Il y a quelques semaines, j'ai eu un échange très intéressant avec un client hongrois. C'était un responsable des achats d'un fabricant chimique hongrois.
Elle m'a contacté pour se renseigner sur un service téléphonique d'urgence disponible 24/7. Plus précisément, elle avait besoin d'un numéro d'urgence qu'elle pourrait légalement inscrire dans la section 1.4 de ses Fiches de Données de Sécurité (FDS) pour les marchés de l'UE vers lesquels elle exporte. L'Allemagne était une préoccupation particulière.

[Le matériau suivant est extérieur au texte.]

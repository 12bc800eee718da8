//! Linker configuration
//!
//! This module provides the knobs of a marking and sweeping run. None of them changes
//! *which* entities end up marked for a fixed configuration of the keep rules; the
//! scheduling knobs (worklist order, parallel discovery, batch size) only change how fast
//! the fixed point is reached.

/// Order in which queued entities are expanded.
#[derive(Debug, Clone, Copy, PartialEq, Eq, Hash)]
pub enum WorklistOrder {
    /// Depth first: the most recently queued entity is expanded next
    Lifo,
    /// Breadth first: the oldest queued entity is expanded next
    Fifo,
}

/// Configuration for marking and sweeping.
#[derive(Debug, Clone, Copy, PartialEq, Eq)]
#[allow(clippy::struct_excessive_bools)]
pub struct LinkerConfig {
    /// Worklist discipline
    pub worklist_order: WorklistOrder,

    /// Compute dependency sets of a whole batch in parallel with `rayon`
    /// Mark state is still updated by a single writer
    pub parallel_discovery: bool,

    /// Number of entities drained per batch when `parallel_discovery` is on
    pub batch_size: usize,

    /// Keep methods of instantiated types that override slots outside the graph
    /// (`ToString`, `Equals`, implementations of framework interfaces, ...)
    pub keep_external_overrides: bool,

    /// Treat a type's `.cctor` as a dependency of the type
    pub keep_type_initializers: bool,

    /// Record why each entity was marked
    pub record_reasons: bool,

    /// Emit a `Diagnostic` message for every dispatch rule firing
    pub verbose: bool,

    /// Check referential closure before sweeping commits
    pub verify_references: bool,
}

impl Default for LinkerConfig {
    fn default() -> Self {
        Self {
            worklist_order: WorklistOrder::Lifo,
            parallel_discovery: false,
            batch_size: 64,
            keep_external_overrides: true,
            keep_type_initializers: true,
            record_reasons: true,
            verbose: false,
            verify_references: true,
        }
    }
}

impl LinkerConfig {
    /// Creates a single threaded configuration
    ///
    /// Identical to the default.
    #[must_use]
    pub fn sequential() -> Self {
        Self::default()
    }

    /// Creates a configuration that computes dependency sets on the `rayon` pool
    #[must_use]
    pub fn parallel() -> Self {
        Self {
            parallel_discovery: true,
            batch_size: 256,
            ..Self::default()
        }
    }

    /// Creates a minimal configuration for maximum trimming
    ///
    /// Only entities reachable from code are kept: no type initializers, no overrides of
    /// external slots, no reason bookkeeping. Referential verification stays on.
    /// **Warning**: Types whose framework-visible overrides are dropped may behave
    /// differently at runtime.
    #[must_use]
    pub fn minimal() -> Self {
        Self {
            keep_external_overrides: false,
            keep_type_initializers: false,
            record_reasons: false,
            ..Self::default()
        }
    }

    /// Effective batch size, never zero.
    #[must_use]
    pub fn effective_batch_size(&self) -> usize {
        if self.parallel_discovery {
            self.batch_size.max(1)
        } else {
            1
        }
    }
}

C'est une demande légitime. De nombreuses entreprises dans sa situation paient pour ce type de service privé. Certains prestataires facturent cher pour cela.
Cependant, voici la réalité : dans la plupart des cas, vous n'en avez pas besoin.
Ce que dit réellement la réglementation
L'annexe II de REACH, section 1.4, exige d'inclure un numéro de téléphone d'un organisme consultatif officiel — un numéro d'urgence standard ou un Centre Antipoison - un organisme désigné en vertu de l'article 45 du règlement CLP.
C'est tout. Un numéro officiel. Pas une ligne privée.
Dans de nombreux pays de l'UE, il s'agit simplement d'un numéro d'urgence standard (112) ou du numéro national du centre antipoison, qui est librement accessible et directement lié à votre soumission PCN (Notification au Centre Antipoison). Aucun abonnement nécessaire.
D'où vient la confusion alors ?
En partie de la manière dont différents pays appliquent la même règle et en partie du marketing astucieux de certains prestataires de services.
Voici un petit tour d'horizon de quelques marchés clés :
- Allemagne — Oui, celui-ci est différent. Les centres antipoison allemands (GIZ) fonctionnent sur une base contractuelle. Vous avez besoin d'un accord préalable, et il y a des frais. Mais vous arrangez cela directement avec un centre médical régional — pas par l'intermédiaire d'un prestataire privé.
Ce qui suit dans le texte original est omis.